La variabilità dei livelli plasmatici dell’emoglobina glicata: un nuovo fattore di rischio cardiovascolare?
Punti chiave
Domanda: Qual è l’impatto della variabilità dei livelli plasmatici dell’HbA1c sugli outcome cardiovascolari nel diabete tipo 2?
Risultati: I soggetti con la maggiore variabilità dei livelli di HBA1c, misurata su almeno 2 anni di follow-up, presentano un rischio aumentato di circa il 60% di avere un primo evento cardio- e cerebrovascolare rispetto ai diabetici con maggiore stabilità glicemica.
Significato: La variabilità a medio e lungo termine dei livelli di HbA1c impatta negativamente sul rischio CV, e dovrebbe essere valutata allo scopo di identificare e trattare adeguatamente i soggetti a maggiore rischio.
A cura di Marcello Monesi
1° marzo 2021 (Gruppo ComunicAzione) – Una marcata variazione dei livelli plasmatici di emoglobina glicata da visita a visita in un arco temporale di più di due anni si associa a un aumento del rischio di eventi cardiovascolari: questi i risultati di uno studio osservazionale retrospettivo condotto da un gruppo di ricercatori del Pennington Biomedical Research Center di Baton Rouge (Louisiana, USA) e recentemente pubblicato su Diabetes, Obesity and Metabolism.
L’osservazione ha riguardato una popolazione di quasi 30.000 pazienti con nuova diagnosi di diabete tipo 2 provenienti dal database dello studio Louisiana Experiment Assessing Diabetes Outcomes (LEAD): sono stati esclusi i pazienti con pregresso evento cardiovascolare o con meno di 4 misurazioni di HbA1c nell’arco di due anni.
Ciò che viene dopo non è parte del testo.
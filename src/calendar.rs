//! Calendar markings for logged and predicted period days.

use std::collections::BTreeMap;

use chrono::{Days, NaiveDate};
use serde::{Serialize, Serializer};
use tracing::debug;

use crate::dates;
use crate::models::{CycleConfiguration, MarkingCategory};

/// Date → category map, ordered by date. Serialises with `yyyy-MM-dd` keys.
#[derive(Debug, Clone, Default, PartialEq, Eq)]
pub struct CalendarMarking {
    marks: BTreeMap<NaiveDate, MarkingCategory>,
}

impl CalendarMarking {
    pub fn get(&self, date: &NaiveDate) -> Option<MarkingCategory> {
        self.marks.get(date).copied()
    }

    pub fn len(&self) -> usize {
        self.marks.len()
    }

    pub fn is_empty(&self) -> bool {
        self.marks.is_empty()
    }

    pub fn iter(&self) -> impl Iterator<Item = (&NaiveDate, &MarkingCategory)> {
        self.marks.iter()
    }

    pub fn dates_with(&self, category: MarkingCategory) -> Vec<NaiveDate> {
        self.marks
            .iter()
            .filter(|(_, c)| **c == category)
            .map(|(d, _)| *d)
            .collect()
    }

    pub fn to_iso_map(&self) -> BTreeMap<String, MarkingCategory> {
        self.marks
            .iter()
            .map(|(d, c)| (dates::to_iso(*d), *c))
            .collect()
    }
}

impl Serialize for CalendarMarking {
    fn serialize<S: Serializer>(&self, serializer: S) -> Result<S::Ok, S::Error> {
        self.to_iso_map().serialize(serializer)
    }
}

/// Marking with logged starts only, for when no cycle is configured.
pub fn logged_marking(
    period_log: &[NaiveDate],
    range_start: NaiveDate,
    range_end: NaiveDate,
) -> CalendarMarking {
    let marks = period_log
        .iter()
        .filter(|d| **d >= range_start && **d <= range_end)
        .map(|d| (*d, MarkingCategory::LoggedPeriod))
        .collect();
    CalendarMarking { marks }
}

/// Mark logged starts and predicted period days inside `[range_start, range_end]`.
///
/// Each logged start marks that single day. Predicted cycles begin at
/// `config.last_period_start` and repeat every cycle length; each covers
/// `period_length_days` days. A logged mark is never replaced by a prediction.
pub fn compute_calendar_marking(
    config: &CycleConfiguration,
    period_log: &[NaiveDate],
    range_start: NaiveDate,
    range_end: NaiveDate,
) -> CalendarMarking {
    if range_start > range_end {
        return CalendarMarking::default();
    }
    let mut marks = logged_marking(period_log, range_start, range_end).marks;

    let length = config.effective_cycle_length();
    let period_days = i64::from(config.period_length_days);

    // Skip whole cycles that end before the range opens.
    let mut cycle_start = config.last_period_start;
    let lead = (range_start - cycle_start).num_days() - period_days;
    if lead > 0 {
        cycle_start = dates::add_days(cycle_start, length * (lead / length));
    }

    while cycle_start <= range_end {
        if period_days > 0 {
            let first = cycle_start.max(range_start);
            let last = dates::add_days(cycle_start, period_days - 1).min(range_end);
            for date in first.iter_days().take_while(|d| *d <= last) {
                marks.entry(date).or_insert(MarkingCategory::PredictedPeriod);
            }
        }
        match cycle_start.checked_add_days(Days::new(length.unsigned_abs())) {
            Some(next) => cycle_start = next,
            None => break,
        }
    }

    debug!(
        from = %range_start,
        to = %range_end,
        marked = marks.len(),
        "computed calendar marking"
    );
    CalendarMarking { marks }
}
#[cfg(test)]
mod tests {
    use super::*;

    fn ymd(y: i32, m: u32, d: u32) -> NaiveDate {
        NaiveDate::from_ymd_opt(y, m, d).unwrap()
    }

    fn config() -> CycleConfiguration {
        CycleConfiguration::new(ymd(2024, 1, 1), 28, 5)
    }

    #[test]
    fn first_day_is_menstruation() {
        let status = CycleStatus::compute(&config(), ymd(2024, 1, 1));
        assert_eq!(status.current_day_in_cycle, 1);
        assert_eq!(status.phase, Phase::Menstruation);
        assert_eq!(status.next_period_date, ymd(2024, 1, 29));
        assert_eq!(status.days_until_next_period, 28);
    }

    #[test]
    fn day_fifteen_is_luteal() {
        let status = CycleStatus::compute(&config(), ymd(2024, 1, 15));
        assert_eq!(status.current_day_in_cycle, 15);
        assert_eq!(status.phase, Phase::Luteal);
    }

    #[test]
    fn rolls_over_after_full_cycle() {
        let status = CycleStatus::compute(&config(), ymd(2024, 1, 29));
        assert_eq!(status.current_cycle_start, ymd(2024, 1, 29));
        assert_eq!(status.current_day_in_cycle, 1);
        assert_eq!(status.phase, Phase::Menstruation);
        assert_eq!(status.next_period_date, ymd(2024, 2, 26));
    }

    #[test]
    fn today_before_anchor_clamps_to_day_one() {
        let status = CycleStatus::compute(&config(), ymd(2023, 12, 29));
        assert_eq!(status.current_day_in_cycle, 1);
        assert_eq!(status.current_cycle_start, ymd(2024, 1, 1));
        assert_eq!(status.next_period_date, ymd(2024, 1, 1));
        assert_eq!(status.days_until_next_period, 3);
    }

    #[test]
    fn thresholds_for_common_cycle() {
        let t = PhaseThresholds::new(28, 5);
        assert_eq!(t.menstruation, 5);
        assert_eq!(t.follicular, 11);
        assert_eq!(t.ovulation, 14);
        assert_eq!(t.phase_for_day(5), Phase::Menstruation);
        assert_eq!(t.phase_for_day(6), Phase::Follicular);
        assert_eq!(t.phase_for_day(11), Phase::Follicular);
        assert_eq!(t.phase_for_day(12), Phase::Ovulation);
        assert_eq!(t.phase_for_day(14), Phase::Ovulation);
        assert_eq!(t.phase_for_day(15), Phase::Luteal);
    }

    #[test]
    fn long_period_swallows_follicular_phase() {
        // floor(21 * 0.4) = 8 < 10 menstrual days
        let t = PhaseThresholds::new(21, 10);
        assert_eq!(t.follicular, 10);
        assert_eq!(t.ovulation, 10);
        assert_eq!(t.phase_for_day(9), Phase::Menstruation);
        assert_eq!(t.phase_for_day(10), Phase::Menstruation);
        assert_eq!(t.phase_for_day(11), Phase::Luteal);
    }

    #[test]
    fn period_longer_than_cycle_is_clamped() {
        let t = PhaseThresholds::new(4, 9);
        assert_eq!(t.menstruation, 4);
        let cfg = CycleConfiguration::new(ymd(2024, 1, 1), 4, 9);
        let status = CycleStatus::compute(&cfg, ymd(2024, 1, 7));
        assert_eq!(status.current_day_in_cycle, 3);
        assert_eq!(status.phase, Phase::Menstruation);
    }

    #[test]
    fn zero_cycle_length_does_not_divide_by_zero() {
        let cfg = CycleConfiguration::new(ymd(2024, 1, 1), 0, 5);
        let status = CycleStatus::compute(&cfg, ymd(2024, 1, 10));
        assert_eq!(status.current_day_in_cycle, 1);
        assert_eq!(status.next_period_date, ymd(2024, 1, 11));
    }

    #[test]
    fn huge_cycle_length_still_computes() {
        let settings = CycleSettings {
            cycle_days: u32::MAX,
            ..CycleSettings::new(ymd(2024, 1, 1), 28, 5)
        };
        let status = compute_cycle_status(&settings, ymd(2024, 1, 10)).unwrap();
        assert_eq!(status.current_day_in_cycle, 10);
        assert_eq!(status.phase, Phase::Follicular);
        assert_eq!(status.next_period_date, NaiveDate::MAX);

        let cfg = CycleConfiguration::new(ymd(2024, 1, 1), 100_000_000, 5);
        let status = CycleStatus::compute(&cfg, ymd(2024, 1, 10));
        assert_eq!(status.current_cycle_start, ymd(2024, 1, 1));
        assert_eq!(status.next_period_date, NaiveDate::MAX);
        let window = fertility_window(&cfg, status.current_cycle_start);
        assert!(window.fertile_start <= window.fertile_end);
    }

    #[test]
    fn settings_convert_with_defaults_for_zero_lengths() {
        let settings = CycleSettings {
            last_period_date: Some("2024-01-01T00:00:00.000Z".into()),
            cycle_days: 0,
            menstrual_days: 0,
            notifications_enabled: true,
        };
        let cfg = CycleConfiguration::try_from(&settings).unwrap();
        assert_eq!(cfg, CycleConfiguration::new(ymd(2024, 1, 1), 28, 5));
    }

    #[test]
    fn missing_last_period_is_configuration_missing() {
        let settings = CycleSettings::default();
        assert_eq!(
            compute_cycle_status(&settings, ymd(2024, 1, 1)),
            Err(PredictionError::ConfigurationMissing)
        );
    }

    #[test]
    fn unparseable_last_period_falls_back() {
        let settings = CycleSettings {
            last_period_date: Some("not a date".into()),
            ..CycleSettings::default()
        };
        let today = ymd(2024, 5, 5);
        let status = compute_cycle_status_or_default(Some(&settings), today);
        assert_eq!(status, CycleStatus::fallback(today));
        assert_eq!(status.current_day_in_cycle, 1);
        assert_eq!(status.phase, Phase::Menstruation);
        assert_eq!(status.cycle_length_days, 28);
    }

    #[test]
    fn absent_settings_fall_back() {
        let today = ymd(2024, 5, 5);
        assert_eq!(
            compute_cycle_status_or_default(None, today),
            CycleStatus::fallback(today)
        );
    }

    #[test]
    fn fertility_window_for_28_day_cycle() {
        let fw = fertility_window(&config(), ymd(2024, 1, 1));
        // Cycle day 14
        assert_eq!(fw.ovulation_day, ymd(2024, 1, 14));
        assert_eq!(fw.fertile_start, ymd(2024, 1, 9));
        assert_eq!(fw.peak_start, ymd(2024, 1, 12));
        assert_eq!(fw.fertile_end, fw.ovulation_day);
    }

    #[test]
    fn outlook_uses_latest_logged_start() {
        let log = [ymd(2024, 1, 1), ymd(2024, 1, 30)];
        assert_eq!(
            period_outlook(&config(), &log, ymd(2024, 2, 20)),
            PeriodOutlook::InDays(7)
        );
        assert_eq!(
            period_outlook(&config(), &log, ymd(2024, 2, 26)),
            PeriodOutlook::Tomorrow
        );
        assert_eq!(
            period_outlook(&config(), &log, ymd(2024, 2, 27)),
            PeriodOutlook::StartsToday
        );
        assert_eq!(
            period_outlook(&config(), &log, ymd(2024, 3, 1)),
            PeriodOutlook::Late(3)
        );
    }

    #[test]
    fn outlook_messages() {
        assert_eq!(
            PeriodOutlook::StartsToday.to_string(),
            "Your period is expected to start today"
        );
        assert_eq!(
            PeriodOutlook::InDays(4).to_string(),
            "Your period is expected to start in 4 days"
        );
        assert_eq!(PeriodOutlook::Late(1).to_string(), "Your period is 1 day late");
    }

    #[test]
    fn cycle_stats_computed() {
        let log = vec![ymd(2026, 1, 29), ymd(2026, 1, 1), ymd(2026, 2, 28)];
        let stats = cycle_stats(&log);
        assert_eq!(stats.total_cycles, 3);
        assert_eq!(stats.avg_cycle_length, Some(29.0));
        assert_eq!(stats.shortest_cycle, Some(28));
        assert_eq!(stats.longest_cycle, Some(30));
        assert_eq!(stats.last_period_start, Some(ymd(2026, 2, 28)));
    }

    #[test]
    fn cycle_stats_empty_log() {
        let stats = cycle_stats(&[]);
        assert_eq!(stats.total_cycles, 0);
        assert_eq!(stats.avg_cycle_length, None);
        assert_eq!(stats.last_period_start, None);
    }
}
La popolazione dello studio è stata suddivisa in quartili sulla base della variabilità dei valori di HbA1c: dal momento che non esiste un parametro validato e standardizzato che la esprima, i ricercatori hanno impiegato tre metodologie diverse (deviazione standard, coefficiente di variazione e deviazione standard corretta) che hanno comunque mostrato risultati univoci. Nel corso di un follow-up medio di poco più di 4 anni si sono verificati 3746 eventi cardio e cerebrovascolari; nel primo, secondo, terzo e quarto quartile di variabilità dell’HbA1c gli adjusted hazard ratio (aHR) sono risultati rispettivamente pari a 1,00, 1,30 (IC 95% 1,18-1,42), 1,40 (IC 95% 1,26-1,55) e 1,59 (IC 95% 1,41-1,77) (p< 0.001). Ogni incremento di una deviazione standard si è associato a un aumento del 18% degli eventi cardiovascolari. È stata inoltre individuata una correlazione tra la variabilità dell’HbA1c e il rischio di ipoglicemia grave.
Tra le possibili cause di tali correlazioni, per certi versi sorprendenti, gli autori suggeriscono che una maggiore variabilità dei livelli di HbA1c possa dipendere da un alto numero di ipoglicemie gravi; altri fattori proposti come determinanti di una maggiore variabilità glicemica sono la scarsa aderenza al trattamento, l’incapacità di autogestione della terapia, la presenza di multiple comorbilità e la bassa qualità di vita.
Nelle conclusioni della ricerca gli Autori propongono di inserire la misurazione della variabilità dei livelli di HbA1c nei target terapeutici del diabete tipo 2, e di considerare preferibilmente le strategie terapeutiche in grado di conferire maggiore protezione nei confronti di questo nuovo fattore di rischio.